▶ Exercise prompt
In the records below, count every line where the string "anyhow" appears, and reply with the count only.

(Stored data entries)
↓

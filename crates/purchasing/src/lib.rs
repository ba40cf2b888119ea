//! Purchasing domain module (supplier documents, event-sourced).
//!
//! Business rules for recording supplier purchases, implemented purely as
//! deterministic domain logic (no IO, no storage).

pub mod purchase;

pub use purchase::{
    CancelPurchase, MarkPurchasePaid, Purchase, PurchaseCancelled, PurchaseCommand,
    PurchaseContent, PurchaseEvent, PurchaseId, PurchasePaid, PurchaseRecorded, PurchaseSnapshot,
    PurchaseStatus, PurchaseType, RecordPurchase,
};
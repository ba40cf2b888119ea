//! End-of-day cash register closure.

use chrono::NaiveDate;
use serde::{Deserialize, Serialize};

use kwanza_core::Money;
use kwanza_invoicing::{InvoiceSnapshot, InvoiceStatus};

#[derive(Debug, Clone, PartialEq, Eq, Serialize, Deserialize)]
pub struct CashClosureInput {
    pub cash_register_id: String,
    pub day: NaiveDate,
    /// Opening float of the register.
    pub initial_balance: Money,
    /// Cash counted by the operator.
    pub actual_cash: Money,
    #[serde(default, skip_serializing_if = "Option::is_none")]
    pub operator_name: Option<String>,
    #[serde(default, skip_serializing_if = "Option::is_none")]
    pub notes: Option<String>,
}

#[derive(Debug, Clone, PartialEq, Eq, Serialize, Deserialize)]
pub struct CashClosure {
    pub cash_register_id: String,
    pub day: NaiveDate,
    pub sales_count: usize,
    pub total_sales: Money,
    pub initial_balance: Money,
    pub expected_cash: Money,
    pub actual_cash: Money,
    /// Counted minus expected; negative means the drawer is short.
    pub difference: Money,
    pub final_balance: Money,
    #[serde(default, skip_serializing_if = "Option::is_none")]
    pub operator_name: Option<String>,
    #[serde(default, skip_serializing_if = "Option::is_none")]
    pub notes: Option<String>,
}

impl CashClosure {
    pub fn is_balanced(&self) -> bool {
        self.difference.rounded().is_zero()
    }
}

/// Close a register over the paid sales it took on `input.day`.
pub fn close_cash_register(input: CashClosureInput, invoices: &[InvoiceSnapshot]) -> CashClosure {
    let sales: Vec<&InvoiceSnapshot> = invoices
        .iter()
        .filter(|inv| {
            inv.content.cash_register_id.as_deref() == Some(input.cash_register_id.as_str())
                && inv.date() == input.day
                && inv.status == InvoiceStatus::Paid
        })
        .collect();

    let total_sales: Money = sales.iter().map(|inv| inv.totals.total).sum();
    let expected_cash = input.initial_balance + total_sales;
    let difference = input.actual_cash - expected_cash;

    if !difference.rounded().is_zero() {
        tracing::warn!(
            cash_register_id = %input.cash_register_id,
            day = %input.day,
            %expected_cash,
            actual_cash = %input.actual_cash,
            %difference,
            "cash register closed with a difference"
        );
    }

    CashClosure {
        sales_count: sales.len(),
        total_sales,
        initial_balance: input.initial_balance,
        expected_cash,
        actual_cash: input.actual_cash,
        difference,
        final_balance: input.actual_cash,
        cash_register_id: input.cash_register_id,
        day: input.day,
        operator_name: input.operator_name,
        notes: input.notes,
    }
}

#[cfg(test)]
mod tests {
    use super::*;
    use crate::fixtures::{date, invoice, line};
    use kwanza_invoicing::InvoiceType;

    fn register_sale(register: &str, day: NaiveDate, price: i64) -> InvoiceSnapshot {
        let mut sale = invoice(InvoiceType::InvoiceReceipt, day, vec![line("A", 1, price, 0)]);
        sale.content.cash_register_id = Some(register.to_string());
        sale
    }

    fn input(actual: i64) -> CashClosureInput {
        CashClosureInput {
            cash_register_id: "cx-1".into(),
            day: date(8, 1),
            initial_balance: Money::from(5000),
            actual_cash: Money::from(actual),
            operator_name: Some("Ana".into()),
            notes: None,
        }
    }

    #[test]
    fn expected_cash_includes_opening_float() {
        let docs = vec![
            register_sale("cx-1", date(8, 1), 1000),
            register_sale("cx-1", date(8, 1), 2500),
            register_sale("cx-2", date(8, 1), 9999),
            register_sale("cx-1", date(7, 31), 9999),
        ];
        let closure = close_cash_register(input(8500), &docs);
        assert_eq!(closure.sales_count, 2);
        assert_eq!(closure.total_sales, Money::from(3500));
        assert_eq!(closure.expected_cash, Money::from(8500));
        assert!(closure.is_balanced());
        assert_eq!(closure.final_balance, Money::from(8500));
    }

    #[test]
    fn shortfall_is_negative_difference() {
        let docs = vec![register_sale("cx-1", date(8, 1), 1000)];
        let closure = close_cash_register(input(5900), &docs);
        assert_eq!(closure.difference, Money::from(-100));
        assert!(!closure.is_balanced());
    }

    #[test]
    fn unpaid_sales_are_not_counted() {
        let mut pending = register_sale("cx-1", date(8, 1), 1000);
        pending.status = InvoiceStatus::Pending;
        let closure = close_cash_register(input(5000), &[pending]);
        assert_eq!(closure.sales_count, 0);
        assert_eq!(closure.expected_cash, Money::from(5000));
    }
}
use anyhow::Context;
use clap::Parser;

fn main() -> anyhow::Result<()> {
    let cli = kwanza_cli::Cli::parse();
    kwanza_observability::init();

    let config = kwanza_billing::BillingConfig::from_env().context("loading billing configuration")?;
    let output = kwanza_cli::run(&cli.command, &config)?;
    println!("{output}");
    Ok(())
}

↑

▶ Task response
2